Christchurch Central, the unlikely swing seat
Nicky Wagner versus Duncan Webb in Christchurch Central looms as the city’s battleground come September. Steadfastly Labour for decades, National has wrested control in the past two elections. The electorate’s legacy, though, is not as blood-red as you mi
On election night, 2008, a growing sense of dread enveloped Brendon Burns. Interim poll results for Christchurch Central showed Nicky Wagner, the National candidate, in the lead. If she held on, Burns would be the first Labour candidate to lose the electorate since World War II.
‘‘I suppose terror,’’ Burns says of his feeling that night.
‘‘Having taken a year off any earning to secure the seat, the thought that I might lose it on my first attempt . . .’’
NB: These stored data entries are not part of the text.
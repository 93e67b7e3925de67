//! Process-wide per-ticker daily cache.
//!
//! Key = ticker, value = (series, fetch date). An entry is valid only while
//! its fetch date equals the caller's "today"; the first lookup on a later
//! day reports it stale and the loader replaces it. There is no eviction and
//! no size bound beyond the ticker allow-list.

use chrono::NaiveDate;
use std::collections::HashMap;
use std::sync::{Arc, Mutex, MutexGuard};

use crate::domain::PriceSeries;

#[derive(Debug, Clone)]
pub struct CacheEntry {
    pub series: Arc<PriceSeries>,
    pub fetched_on: NaiveDate,
}

impl CacheEntry {
    pub fn is_fresh(&self, today: NaiveDate) -> bool {
        self.fetched_on == today
    }
}

/// Outcome of a cache lookup.
#[derive(Debug, Clone)]
pub enum CacheLookup {
    Hit(Arc<PriceSeries>),
    Stale { fetched_on: NaiveDate },
    Miss,
}

#[derive(Debug, Default)]
pub struct DailyCache {
    entries: Mutex<HashMap<String, CacheEntry>>,
}

impl DailyCache {
    pub fn new() -> Self {
        Self::default()
    }

    fn entries(&self) -> MutexGuard<'_, HashMap<String, CacheEntry>> {
        // A poisoned lock still holds whole entries; keep serving them.
        self.entries.lock().unwrap_or_else(|e| e.into_inner())
    }

    pub fn lookup(&self, ticker: &str, today: NaiveDate) -> CacheLookup {
        match self.entries().get(ticker) {
            Some(entry) if entry.is_fresh(today) => CacheLookup::Hit(Arc::clone(&entry.series)),
            Some(entry) => CacheLookup::Stale {
                fetched_on: entry.fetched_on,
            },
            None => CacheLookup::Miss,
        }
    }

    /// Store a freshly fetched series, replacing any previous entry (last write wins).
    pub fn insert(&self, series: Arc<PriceSeries>, fetched_on: NaiveDate) {
        let ticker = series.ticker().to_string();
        self.entries().insert(
            ticker,
            CacheEntry {
                series,
                fetched_on,
            },
        );
    }

    pub fn len(&self) -> usize {
        self.entries().len()
    }

    pub fn is_empty(&self) -> bool {
        self.entries().is_empty()
    }

    pub fn clear(&self) {
        self.entries().clear();
    }

    /// Snapshot of (ticker, fetch date, rows), sorted by ticker.
    pub fn status(&self) -> Vec<(String, NaiveDate, usize)> {
        let mut out: Vec<_> = self
            .entries()
            .iter()
            .map(|(t, e)| (t.clone(), e.fetched_on, e.series.len()))
            .collect();
        out.sort();
        out
    }
}
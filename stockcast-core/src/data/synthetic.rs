//! Synthetic random-walk provider for demos and offline development.
//!
//! Each ticker gets its own deterministic walk (seeded from the ticker via
//! BLAKE3), weekdays only, starting at 100.0. The data is clearly fake and is
//! tagged `DataSource::Synthetic`.

use chrono::{Datelike, Duration, NaiveDate, Weekday};
use rand::rngs::StdRng;
use rand::{Rng, SeedableRng};

use super::provider::{DataError, DataSource, FetchResult, MarketDataProvider};
use crate::domain::PriceBar;

#[derive(Debug, Default, Clone, Copy)]
pub struct SyntheticProvider;

impl SyntheticProvider {
    pub fn new() -> Self {
        Self
    }

    /// Generate the walk for `ticker` over `[start, end]`.
    pub fn generate(ticker: &str, start: NaiveDate, end: NaiveDate) -> Vec<PriceBar> {
        let seed = *blake3::hash(ticker.as_bytes()).as_bytes();
        let mut rng = StdRng::from_seed(seed);

        let mut bars = Vec::new();
        let mut price = 100.0_f64;
        let mut current = start;

        while current <= end {
            if matches!(current.weekday(), Weekday::Sat | Weekday::Sun) {
                current += Duration::days(1);
                continue;
            }

            // Slight upward drift so forecasts have a visible trend.
            let daily_return: f64 = rng.gen_range(-0.02..0.0215);
            let open = price;
            let close = price * (1.0 + daily_return);
            let high = open.max(close) * (1.0 + rng.gen_range(0.0..0.01));
            let low = open.min(close) * (1.0 - rng.gen_range(0.0..0.01));
            let volume = rng.gen_range(500_000..5_000_000u64);

            bars.push(PriceBar {
                date: current,
                open,
                high,
                low,
                close,
                adj_close: close,
                volume,
            });

            price = close;
            current += Duration::days(1);
        }

        bars
    }
}

impl MarketDataProvider for SyntheticProvider {
    fn name(&self) -> &str {
        "synthetic"
    }

    fn fetch(
        &self,
        ticker: &str,
        start: NaiveDate,
        end: NaiveDate,
    ) -> Result<FetchResult, DataError> {
        Ok(FetchResult {
            ticker: ticker.to_string(),
            bars: Self::generate(ticker, start, end),
            source: DataSource::Synthetic,
        })
    }
}
//! Forecasting: model fit, prediction table, components and the engine seam.

pub mod components;
pub mod engine;
pub mod linalg;
pub mod model;
pub mod seasonality;
pub mod table;
pub mod uncertainty;

pub use components::{DayOfYearValue, ForecastComponents, WeekdayValue};
pub use engine::{AdditiveEngine, ForecastEngine, ForecastError, ForecastResult};
pub use model::{FittedModel, MIN_OBSERVATIONS};
pub use seasonality::{Seasonality, SeasonalityKind};
pub use table::{ForecastRow, ForecastTable};
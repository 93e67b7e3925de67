//! Tail preview tables.

use ratatui::layout::{Constraint, Rect};
use ratatui::text::Span;
use ratatui::widgets::{Block, Borders, Cell, Paragraph, Row, Table};
use ratatui::Frame;

use stockcast_core::frame::TablePreview;

use crate::theme;

pub fn render(f: &mut Frame, area: Rect, preview: &TablePreview) {
    let block = Block::default()
        .borders(Borders::TOP | Borders::BOTTOM)
        .border_style(theme::muted())
        .title(Span::styled(
            format!(" last {} of {} rows ", preview.rows.len(), preview.total_rows),
            theme::muted(),
        ));

    if preview.is_empty() {
        f.render_widget(
            Paragraph::new(Span::styled("No rows", theme::muted())).block(block),
            area,
        );
        return;
    }

    let header = Row::new(
        preview
            .columns
            .iter()
            .map(|c| Cell::from(c.as_str()).style(theme::accent_bold())),
    );
    let rows = preview.rows.iter().map(|r| {
        Row::new(r.iter().map(|v| Cell::from(v.as_str()))).style(theme::text())
    });

    f.render_widget(
        Table::new(rows, column_widths(preview))
            .header(header)
            .column_spacing(2)
            .block(block),
        area,
    );
}

/// Each column as wide as its widest cell or header.
pub fn column_widths(preview: &TablePreview) -> Vec<Constraint> {
    preview
        .columns
        .iter()
        .enumerate()
        .map(|(i, name)| {
            let widest = preview
                .rows
                .iter()
                .filter_map(|r| r.get(i))
                .map(|v| v.chars().count())
                .max()
                .unwrap_or(0);
            Constraint::Length(widest.max(name.chars().count()) as u16)
        })
        .collect()
}
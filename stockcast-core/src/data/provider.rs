//! Market data provider trait and structured error types.
//!
//! The `MarketDataProvider` trait abstracts over data sources (Yahoo Finance,
//! CSV import, synthetic, in-memory) so the loader can be driven offline and
//! mocked in tests.

use chrono::NaiveDate;
use serde::{Deserialize, Serialize};
use thiserror::Error;

use crate::domain::PriceBar;

/// Structured error types for data operations.
///
/// Displayable as-is in the dashboard status line and on the CLI.
#[derive(Debug, Error)]
pub enum DataError {
    #[error("network unreachable: {0}")]
    NetworkUnreachable(String),

    #[error("rate limited by provider (retry after {retry_after_secs}s)")]
    RateLimited { retry_after_secs: u64 },

    #[error("response format changed: {0}")]
    ResponseFormatChanged(String),

    #[error("authentication required: {0}")]
    AuthenticationRequired(String),

    #[error("data provider refused the request (HTTP 403)")]
    Blocked,

    #[error("ticker '{ticker}' is not one of: {allowed}")]
    UnknownTicker { ticker: String, allowed: String },

    #[error("csv import {path}: {reason}")]
    CsvImport { path: String, reason: String },

    #[error("http client setup: {0}")]
    ClientSetup(String),

    #[error("data error: {0}")]
    Other(String),
}

/// Where the data came from.
#[derive(Debug, Clone, Copy, PartialEq, Eq, Serialize, Deserialize)]
pub enum DataSource {
    YahooFinance,
    CsvImport,
    Synthetic,
    Static,
}

/// Result of a successful fetch for a single ticker.
///
/// `bars` may be empty: a provider with nothing to report is not an error.
#[derive(Debug, Clone)]
pub struct FetchResult {
    pub ticker: String,
    pub bars: Vec<PriceBar>,
    pub source: DataSource,
}

/// Source of daily OHLCV history.
///
/// Implementations are called once per cache miss; they do not cache, retry,
/// or sort. The loader sits above this trait.
pub trait MarketDataProvider: Send + Sync {
    /// Human-readable name of this provider.
    fn name(&self) -> &str;

    /// Fetch daily bars for `ticker` with `start <= date <= end`.
    fn fetch(&self, ticker: &str, start: NaiveDate, end: NaiveDate)
        -> Result<FetchResult, DataError>;
}

impl<P: MarketDataProvider + ?Sized> MarketDataProvider for std::sync::Arc<P> {
    fn name(&self) -> &str {
        (**self).name()
    }

    fn fetch(&self, ticker: &str, start: NaiveDate, end: NaiveDate)
        -> Result<FetchResult, DataError> {
        (**self).fetch(ticker, start, end)
    }
}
Burns rallied and won by 900 votes, but it was Labour’s last victory in the seat. Wagner reversed the result in 2011 (after a historic dead-heat on election night) and registered a comfortable win in 2014. The commentariat baulked. National with a foothold in Christchurch Central? How did Labour manage that one? It epitomised everything about the party’s demise at the hands of a John Key-led National party. Or not.
‘‘I don’t think they were taking note of what was happening in the electorate,’’ Burns said.
Christchurch Central was established in 1946, but has only existed in its current form since MMP voting started in 1996. Before then, it cut a squat, circular figure through the centre of the city, taking in the CBD and chunks of inner eastern suburbs like Linwood, Richmond and Phillipstown. That blue-collar base really did make it Fortress Labour. In 50 years, just four MPs represented it. Ahead of the 1996 election it was largely combined with the St Albans seat, where outgoing Labour supremo David Caygill had held considerable sway. The new-look Christchurch Central shaped as more of the same for Labour.
It didn’t pan out. Newbie candidate Tim Barnett won by 653 votes. Just five of the 64 other electorate races were tighter.
‘‘I’d say we were surprised that it was so close,’’ Barnett said, ‘‘But we didn’t have much to go on apart from the history of the old system.’’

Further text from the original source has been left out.